Idoia Ochoa (Stanford)
Feb 29, 2016.
Title and Abstract
Genomic data compression, processing, and analysis
Recent technological advances have led to a drastic reduction in the cost of genome sequencing,
resulting in the accumulation of an unprecedented amount of highly distributed and heterogenous genomic data.
Our research is dedicated to identifying and addressing the challenges arising in the context of such data.
This undertaking - which combines tools from information and coding theory, statistics, and machine learning - includes the design and deployment of new algorithms for coping with the distribution and storage of the data, for facilitating its access and queries, and for improving the analysis and inference performed on it.
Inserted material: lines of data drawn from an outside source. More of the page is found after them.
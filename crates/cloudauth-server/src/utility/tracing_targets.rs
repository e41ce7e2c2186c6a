//! Tracing target constants for consistent logging.

/// Password hashing and verification.
pub const PASSWORD_HASHER: &str = "cloudauth_server::service::hasher";

/// Signing key setup.
pub const SESSION_KEYS: &str = "cloudauth_server::service::session_keys";

/// Token issuance and validation.
pub const SESSION_TOKEN: &str = "cloudauth_server::service::token";

/// Registration and login orchestration.
pub const AUTH_SERVICE: &str = "cloudauth_server::service::auth";

/// Service state initialisation.
pub const SERVICE_STATE: &str = "cloudauth_server::service::state";

/// Bearer header extraction.
pub const AUTHENTICATION: &str = "cloudauth_server::extract::auth";

/// Authentication HTTP handlers.
pub const HANDLER_AUTH: &str = "cloudauth_server::handler::authentication";

/// Protected HTTP handlers.
pub const HANDLER_PROTECTED: &str = "cloudauth_server::handler::protected";

/// Authentication middleware.
pub const MIDDLEWARE_AUTH: &str = "cloudauth_server::middleware::auth";
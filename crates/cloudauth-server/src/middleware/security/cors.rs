//! CORS (Cross-Origin Resource Sharing) middleware configuration.

use std::time::Duration;

use axum::http::{HeaderName, HeaderValue, Method, header};
#[cfg(feature = "config")]
use clap::Args;
use serde::{Deserialize, Serialize};
use tower_http::cors::{AllowOrigin, CorsLayer};

/// Creates a CORS layer based on the provided configuration.
///
/// With no configured origins any origin is allowed, matching a public
/// gateway. Credentials are never allowed together with a wildcard origin.
pub fn create_cors_layer(config: &CorsConfig) -> CorsLayer {
    let allow_origin = if config.allowed_origins.is_empty() {
        AllowOrigin::any()
    } else {
        AllowOrigin::list(config.to_header_values())
    };

    CorsLayer::new()
        .allow_origin(allow_origin)
        .allow_methods([
            Method::GET,
            Method::POST,
            Method::PUT,
            Method::DELETE,
            Method::OPTIONS,
        ])
        .allow_headers([
            header::CONTENT_TYPE,
            HeaderName::from_static("x-amz-date"),
            header::AUTHORIZATION,
            HeaderName::from_static("x-api-key"),
        ])
        .max_age(config.max_age())
}

/// CORS (Cross-Origin Resource Sharing) configuration.
#[derive(Debug, Clone, Serialize, Deserialize)]
#[cfg_attr(feature = "config", derive(Args))]
#[must_use = "config does nothing unless you use it"]
pub struct CorsConfig {
    /// List of allowed CORS origins.
    /// If empty, any origin is allowed.
    #[cfg_attr(
        feature = "config",
        arg(long, env = "CORS_ORIGINS", value_delimiter = ',')
    )]
    #[serde(default)]
    pub allowed_origins: Vec<String>,

    /// Maximum age for CORS preflight requests in seconds.
    #[cfg_attr(
        feature = "config",
        arg(long, env = "CORS_MAX_AGE", default_value = "3600")
    )]
    #[serde(default = "CorsConfig::default_max_age")]
    pub max_age_seconds: u64,
}

impl Default for CorsConfig {
    fn default() -> Self {
        Self {
            allowed_origins: Vec::new(),
            max_age_seconds: Self::default_max_age(),
        }
    }
}

impl CorsConfig {
    fn default_max_age() -> u64 {
        3600
    }

    /// Returns the CORS max age as a Duration.
    pub fn max_age(&self) -> Duration {
        Duration::from_secs(self.max_age_seconds)
    }

    /// Converts configured origins to HeaderValue list, skipping invalid ones.
    pub fn to_header_values(&self) -> Vec<HeaderValue> {
        self.allowed_origins
            .iter()
            .filter_map(|origin| origin.parse().ok())
            .collect()
    }
}

#[cfg(test)]
mod tests {
    use super::*;

    #[test]
    fn cors_config_custom_origins() {
        let config = CorsConfig {
            allowed_origins: vec![
                "https://example.com".to_string(),
                "https://app.example.com".to_string(),
                "not a header\nvalue".to_string(),
            ],
            ..Default::default()
        };

        assert_eq!(config.to_header_values().len(), 2);
    }

    #[test]
    fn cors_config_defaults() {
        let config = CorsConfig::default();

        assert!(config.allowed_origins.is_empty());
        assert_eq!(config.max_age(), Duration::from_secs(3600));
    }
}
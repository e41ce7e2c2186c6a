//! Signed access-token issuance and validation.

use jiff::{SignedDuration, Timestamp};
use jsonwebtoken::errors::{Error as JwtError, ErrorKind as JwtErrorKind};
use jsonwebtoken::{Algorithm, Header, Validation, decode, encode};

use super::{AuthClaims, SessionKeys};
use crate::utility::tracing_targets::SESSION_TOKEN as TRACING_TARGET;
use crate::{Error, Result};

/// Reasons a presented token is refused.
#[derive(Debug, Clone, Copy, PartialEq, Eq, Hash, thiserror::Error)]
pub enum TokenError {
    /// Malformed, wrongly signed, wrong algorithm or missing required claims.
    #[error("invalid token")]
    Invalid,
    /// Authentic, but the current time is past its expiry.
    #[error("token expired")]
    Expired,
}

impl From<JwtError> for TokenError {
    fn from(error: JwtError) -> Self {
        match error.kind() {
            JwtErrorKind::ExpiredSignature => Self::Expired,
            _ => Self::Invalid,
        }
    }
}

/// Issues HS256 access tokens and validates presented ones.
#[derive(Debug, Clone)]
pub struct TokenIssuer {
    keys: SessionKeys,
    lifetime: SignedDuration,
}

impl TokenIssuer {
    /// Lifetime of every issued token.
    pub const TOKEN_LIFETIME: SignedDuration = SignedDuration::from_secs(60 * 60);

    /// Creates an issuer signing with `keys`.
    pub fn new(keys: SessionKeys) -> Self {
        Self {
            keys,
            lifetime: Self::TOKEN_LIFETIME,
        }
    }

    /// Issues a token for `username`, valid for one hour from now.
    pub fn issue(&self, username: &str) -> Result<String> {
        self.issue_at(username, Timestamp::now())
    }

    /// Issues a token for `username` as if the current time were `now`.
    ///
    /// # Errors
    ///
    /// Returns an authentication error if signing fails. No token is
    /// produced in that case.
    pub fn issue_at(&self, username: &str, now: Timestamp) -> Result<String> {
        let claims = AuthClaims::new(username, now, self.lifetime)
            .ok_or_else(|| Error::internal("token", "token expiry out of range"))?;

        let token = encode(
            &Header::new(Algorithm::HS256),
            &claims,
            self.keys.encoding_key(),
        )
        .map_err(|e| {
            tracing::error!(
                target: TRACING_TARGET,
                error = %e,
                "failed to sign access token",
            );

            Error::auth("access token signing failed").with_source(e)
        })?;

        tracing::debug!(
            target: TRACING_TARGET,
            subject = %claims.subject,
            expires_at = %claims.expires_at,
            "access token issued",
        );

        Ok(token)
    }

    /// Validates a presented token against the current time.
    pub fn validate(&self, token: &str) -> Result<AuthClaims, TokenError> {
        self.validate_at(token, Timestamp::now())
    }

    /// Validates a presented token as if the current time were `now`.
    ///
    /// The signature must verify under the configured secret using HS256
    /// only; any other algorithm named in the token header is refused. The
    /// issuer, subject and expiry claims must all be present.
    pub fn validate_at(&self, token: &str, now: Timestamp) -> Result<AuthClaims, TokenError> {
        let data = decode::<AuthClaims>(token, self.keys.decoding_key(), &Self::validation())
            .map_err(|e| {
                tracing::debug!(
                    target: TRACING_TARGET,
                    error = %e,
                    "access token rejected",
                );

                TokenError::from(e)
            })?;

        let claims = data.claims;
        if claims.is_expired_at(now) {
            tracing::debug!(
                target: TRACING_TARGET,
                subject = %claims.subject,
                expires_at = %claims.expires_at,
                "access token expired",
            );

            return Err(TokenError::Expired);
        }

        Ok(claims)
    }

    fn validation() -> Validation {
        let mut validation = Validation::new(Algorithm::HS256);
        // Expiry is checked against the caller's clock in `validate_at`.
        validation.validate_exp = false;
        validation.validate_aud = false;
        validation.leeway = 0;
        validation.set_issuer(&[AuthClaims::JWT_ISSUER]);
        validation.set_required_spec_claims(&["iss", "sub", "exp"]);
        validation
    }
}
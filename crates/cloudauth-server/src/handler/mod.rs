//! All `axum::`[`Router`]s with related `axum::`[`Handler`]s.
//!
//! # Usage Example
//!
//! ```rust,ignore
//! use cloudauth_server::handler::{CustomRoutes, routes};
//! use cloudauth_server::service::{ServiceConfig, ServiceState};
//!
//! let config = ServiceConfig::builder().with_jwt_secret("secret").build()?;
//! let state = ServiceState::from_config(&config).await?;
//! let router = routes(CustomRoutes::new(), state.clone()).with_state(state);
//! ```
//!
//! [`Router`]: axum::routing::Router
//! [`Handler`]: axum::handler::Handler

mod authentication;
mod error;
mod protected;
mod response;
mod utils;

use axum::Router;
use axum::middleware::from_fn_with_state;
use axum::response::{IntoResponse, Response};

pub use crate::handler::error::{Error, ErrorKind, Result};
pub use crate::handler::response::{ErrorResponse, LoginResponse};
pub use crate::handler::utils::CustomRoutes;
use crate::middleware::require_authentication;
use crate::service::ServiceState;

#[inline]
async fn handler() -> Response {
    ErrorKind::NotFound.into_response()
}

/// Returns a [`Router`] with all private routes.
fn private_routes(additional_routes: Option<Router<ServiceState>>) -> Router<ServiceState> {
    let mut router = Router::new().merge(protected::routes());

    if let Some(additional) = additional_routes {
        router = router.merge(additional);
    }

    router
}

/// Returns a [`Router`] with all public routes.
fn public_routes(additional_routes: Option<Router<ServiceState>>) -> Router<ServiceState> {
    let mut router = Router::new().merge(authentication::routes());

    if let Some(additional) = additional_routes {
        router = router.merge(additional);
    }

    router
}

/// Returns a [`Router`] with all routes.
pub fn routes(routes: CustomRoutes, state: ServiceState) -> Router<ServiceState> {
    let require_authentication = from_fn_with_state(state, require_authentication);

    // Private routes with authentication middleware
    let private_router = private_routes(routes.private_routes).route_layer(require_authentication);

    // Public routes without authentication
    let public_router = public_routes(routes.public_routes);

    Router::new()
        .merge(private_router)
        .merge(public_router)
        .fallback(handler)
}

#[cfg(test)]
mod test {
    use std::sync::Arc;

    use axum::http::StatusCode;
    use axum::http::header::AUTHORIZATION;
    use axum::routing::get;
    use axum_test::TestServer;
    use cloudauth_store::{MemoryUserStore, StoreResult, User, UserStore};
    use jiff::Timestamp;
    use serde_json::json;

    use crate::extract::AuthHeader;
    use crate::handler::{CustomRoutes, LoginResponse, routes};
    use crate::service::{ServiceConfig, ServiceState};

    const TEST_SECRET: &str = "handler-test-secret";

    /// Returns a fresh in-memory [`ServiceState`].
    fn create_test_state() -> anyhow::Result<ServiceState> {
        create_test_state_with_store(Arc::new(MemoryUserStore::new()))
    }

    fn create_test_state_with_store(
        user_store: Arc<dyn UserStore>,
    ) -> anyhow::Result<ServiceState> {
        let config = ServiceConfig::builder().with_jwt_secret(TEST_SECRET).build()?;
        Ok(ServiceState::with_user_store(&config, user_store)?)
    }

    /// Returns a new [`TestServer`] with the given custom routes and state.
    fn create_test_server_with_state(
        custom_routes: CustomRoutes,
        state: ServiceState,
    ) -> anyhow::Result<TestServer> {
        let app = routes(custom_routes, state.clone()).with_state(state);
        Ok(TestServer::new(app)?)
    }

    /// Returns a new [`TestServer`] with the default router and state.
    fn create_test_server() -> anyhow::Result<(TestServer, ServiceState)> {
        let state = create_test_state()?;
        let server = create_test_server_with_state(CustomRoutes::new(), state.clone())?;
        Ok((server, state))
    }

    async fn register_alice(server: &TestServer) {
        server
            .post("/register")
            .json(&json!({ "username": "alice", "password": "secret" }))
            .await
            .assert_status_ok();
    }

    /// Store double whose every operation fails with an I/O fault.
    struct FaultyStore;

    #[async_trait::async_trait]
    impl UserStore for FaultyStore {
        async fn exists(&self, _username: &str) -> StoreResult<bool> {
            Err(std::io::Error::other("table unavailable").into())
        }

        async fn insert(&self, _user: User) -> StoreResult<()> {
            Err(std::io::Error::other("table unavailable").into())
        }

        async fn get(&self, _username: &str) -> StoreResult<User> {
            Err(std::io::Error::other("table unavailable").into())
        }
    }

    #[tokio::test]
    async fn register_twice_conflicts() -> anyhow::Result<()> {
        let (server, _) = create_test_server()?;

        let response = server
            .post("/register")
            .json(&json!({ "username": "alice", "password": "secret" }))
            .await;
        response.assert_status_ok();
        response.assert_text("Success");

        let response = server
            .post("/register")
            .json(&json!({ "username": "alice", "password": "secret" }))
            .await;
        response.assert_status(StatusCode::CONFLICT);
        response.assert_text("User already exists");
        Ok(())
    }

    #[tokio::test]
    async fn login_with_wrong_password_is_unauthorized() -> anyhow::Result<()> {
        let (server, _) = create_test_server()?;
        register_alice(&server).await;

        let response = server
            .post("/login")
            .json(&json!({ "username": "alice", "password": "wrong" }))
            .await;
        response.assert_status_unauthorized();
        response.assert_text("Invalid login credentials");
        Ok(())
    }

    #[tokio::test]
    async fn login_with_unknown_user_is_unauthorized() -> anyhow::Result<()> {
        let (server, _) = create_test_server()?;

        let response = server
            .post("/login")
            .json(&json!({ "username": "nobody", "password": "secret" }))
            .await;
        response.assert_status_unauthorized();
        response.assert_text("Invalid login credentials");
        Ok(())
    }

    #[tokio::test]
    async fn login_returns_access_token() -> anyhow::Result<()> {
        let (server, _) = create_test_server()?;
        register_alice(&server).await;

        let response = server
            .post("/login")
            .json(&json!({ "username": "alice", "password": "secret" }))
            .await;
        response.assert_status_ok();

        let body = response.json::<LoginResponse>();
        assert!(!body.access_token.is_empty());
        Ok(())
    }

    #[tokio::test]
    async fn protected_accepts_valid_token() -> anyhow::Result<()> {
        let (server, _) = create_test_server()?;
        register_alice(&server).await;

        let login = server
            .post("/login")
            .json(&json!({ "username": "alice", "password": "secret" }))
            .await
            .json::<LoginResponse>();

        let response = server
            .get("/protected")
            .add_header(AUTHORIZATION, format!("Bearer {}", login.access_token))
            .await;
        response.assert_status_ok();
        assert!(response.text().contains("alice"));
        Ok(())
    }

    #[tokio::test]
    async fn protected_without_header_is_missing_token() -> anyhow::Result<()> {
        let (server, _) = create_test_server()?;

        let response = server.get("/protected").await;
        response.assert_status_unauthorized();
        response.assert_text("Missing Auth token");
        Ok(())
    }

    #[tokio::test]
    async fn protected_with_misshapen_header_is_missing_token() -> anyhow::Result<()> {
        let (server, state) = create_test_server()?;
        let token = state.token_issuer.issue("alice")?;

        for header in [
            format!("Basic {token}"),
            format!("Bearer {token} Bearer {token}"),
            "Bearer ".to_string(),
            token.clone(),
        ] {
            let response = server
                .get("/protected")
                .add_header(AUTHORIZATION, header)
                .await;
            response.assert_status_unauthorized();
            response.assert_text("Missing Auth token");
        }
        Ok(())
    }

    #[tokio::test]
    async fn protected_with_expired_token_is_expired() -> anyhow::Result<()> {
        let (server, state) = create_test_server()?;
        let two_hours_ago = Timestamp::from_second(Timestamp::now().as_second() - 7200)?;
        let token = state.token_issuer.issue_at("alice", two_hours_ago)?;

        let response = server
            .get("/protected")
            .add_header(AUTHORIZATION, format!("Bearer {token}"))
            .await;
        response.assert_status_unauthorized();
        response.assert_text("token expired");
        Ok(())
    }

    #[tokio::test]
    async fn protected_with_forged_token_is_unauthorized() -> anyhow::Result<()> {
        let (server, _) = create_test_server()?;

        let other_config = ServiceConfig::builder()
            .with_jwt_secret("some-other-secret")
            .build()?;
        let other_state =
            ServiceState::with_user_store(&other_config, Arc::new(MemoryUserStore::new()))?;
        let token = other_state.token_issuer.issue("alice")?;

        let response = server
            .get("/protected")
            .add_header(AUTHORIZATION, format!("Bearer {token}"))
            .await;
        response.assert_status_unauthorized();
        response.assert_text("User Unauthorized");
        Ok(())
    }

    #[tokio::test]
    async fn register_with_empty_password_is_invalid() -> anyhow::Result<()> {
        let (server, _) = create_test_server()?;

        let response = server
            .post("/register")
            .json(&json!({ "username": "alice", "password": "" }))
            .await;
        response.assert_status_bad_request();
        response.assert_text("Invalid Request");
        Ok(())
    }

    #[tokio::test]
    async fn malformed_bodies_are_bad_requests() -> anyhow::Result<()> {
        let (server, _) = create_test_server()?;

        let response = server.post("/register").text("{not json").await;
        response.assert_status_bad_request();
        response.assert_text("Invalid Request");

        let response = server.post("/login").text("{not json").await;
        response.assert_status_bad_request();
        response.assert_text("invalid request");
        Ok(())
    }

    #[tokio::test]
    async fn store_faults_are_internal_errors() -> anyhow::Result<()> {
        let state = create_test_state_with_store(Arc::new(FaultyStore))?;
        let server = create_test_server_with_state(CustomRoutes::new(), state)?;

        let response = server
            .post("/register")
            .json(&json!({ "username": "alice", "password": "secret" }))
            .await;
        response.assert_status_internal_server_error();
        response.assert_text("Internal server error");

        let response = server
            .post("/login")
            .json(&json!({ "username": "alice", "password": "secret" }))
            .await;
        response.assert_status_internal_server_error();
        response.assert_text("Internal server error");
        Ok(())
    }

    #[tokio::test]
    async fn unknown_route_is_not_found() -> anyhow::Result<()> {
        let (server, _) = create_test_server()?;

        let response = server.get("/nowhere").await;
        response.assert_status_not_found();
        response.assert_text("Not Found");
        Ok(())
    }

    #[tokio::test]
    async fn custom_private_routes_require_token() -> anyhow::Result<()> {
        let state = create_test_state()?;
        let custom_routes = CustomRoutes::new()
            .with_private_routes(axum::Router::new().route(
                "/whoami",
                get(|auth_header: AuthHeader| async move { auth_header.subject().to_owned() }),
            ))
            .with_public_routes(axum::Router::new().route("/ping", get(|| async { "pong" })));
        let server = create_test_server_with_state(custom_routes, state.clone())?;

        server.get("/ping").await.assert_text("pong");
        server.get("/whoami").await.assert_status_unauthorized();

        let token = state.token_issuer.issue("alice")?;
        let response = server
            .get("/whoami")
            .add_header(AUTHORIZATION, format!("Bearer {token}"))
            .await;
        response.assert_status_ok();
        response.assert_text("alice");
        Ok(())
    }
}
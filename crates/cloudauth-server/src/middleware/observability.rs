//! Observability middleware for request tracing.
//!
//! Every request gets an `x-request-id` (generated when absent), a tracing
//! span, and its `Authorization` header marked sensitive so bearer tokens
//! never show up in request logs.

use axum::Router;
use axum::http::header::{self, HeaderName};
use tower_http::request_id::{MakeRequestUuid, PropagateRequestIdLayer, SetRequestIdLayer};
use tower_http::sensitive_headers::SetSensitiveRequestHeadersLayer;
use tower_http::trace::TraceLayer;

/// Header carrying the per-request identifier.
const REQUEST_ID_HEADER: &str = "x-request-id";

/// Extension trait for `axum::`[`Router`] to apply observability middleware.
pub trait RouterObservabilityExt<S> {
    /// Layers request IDs, request tracing and sensitive header redaction.
    fn with_observability(self) -> Self;
}

impl<S> RouterObservabilityExt<S> for Router<S>
where
    S: Clone + Send + Sync + 'static,
{
    fn with_observability(self) -> Self {
        self.layer(PropagateRequestIdLayer::new(HeaderName::from_static(
            REQUEST_ID_HEADER,
        )))
        .layer(TraceLayer::new_for_http())
        .layer(SetSensitiveRequestHeadersLayer::new([
            header::AUTHORIZATION,
            header::COOKIE,
        ]))
        .layer(SetRequestIdLayer::new(
            HeaderName::from_static(REQUEST_ID_HEADER),
            MakeRequestUuid,
        ))
    }
}
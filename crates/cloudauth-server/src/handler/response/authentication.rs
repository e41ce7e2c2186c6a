use serde::{Deserialize, Serialize};

/// Response body of a successful login.
#[must_use]
#[derive(Debug, Clone, Serialize, Deserialize)]
pub struct LoginResponse {
    /// Signed bearer token for the authenticated user.
    pub access_token: String,
}

impl LoginResponse {
    /// Wraps an issued access token.
    pub fn new(access_token: impl Into<String>) -> Self {
        Self {
            access_token: access_token.into(),
        }
    }
}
The talk will focus on some of my work in this area, geared toward alleviating the requirements for storage of the data, and improving its analysis. I will present some of our lossless compressors of whole genomes and raw sequencing reads, as well as lossy compressors and denoisers of the quality scores that come with the sequencing data. In some cases lossy compression results not only in substantial storage savings, but also boosted performance when inference is done on the reconstructed data. Conversely, denoising the quality scores can result in substantial compression gains. Empirical manifestations of these phenomena will be exhibited, and some of the theory that explains them will be discussed.
Bio
Idoia Ochoa is currently a Ph.D. candidate in the Electrical Engineering department at Stanford University, advised by Prof. Tsachy Weissman. She received her M.Sc. from the same department in 2012. Prior to Stanford, she graduated with B.Sc. and M.Sc. degrees in Telecommunication Engineering (Electrical Engineering) from the University of Navarra, Spain, in 2009. She has conducted internships at Google and Genapsys, and served as technical consultant for the HBO show “Silicon Valley”. Her research interests include compression and coding, bioinformatics, information theory, machine learning, communications and signal processing. She is recipient of the Stanford Graduate Fellowship, La Caixa Graduate Fellowship, and an award for excellence from the Basque Government.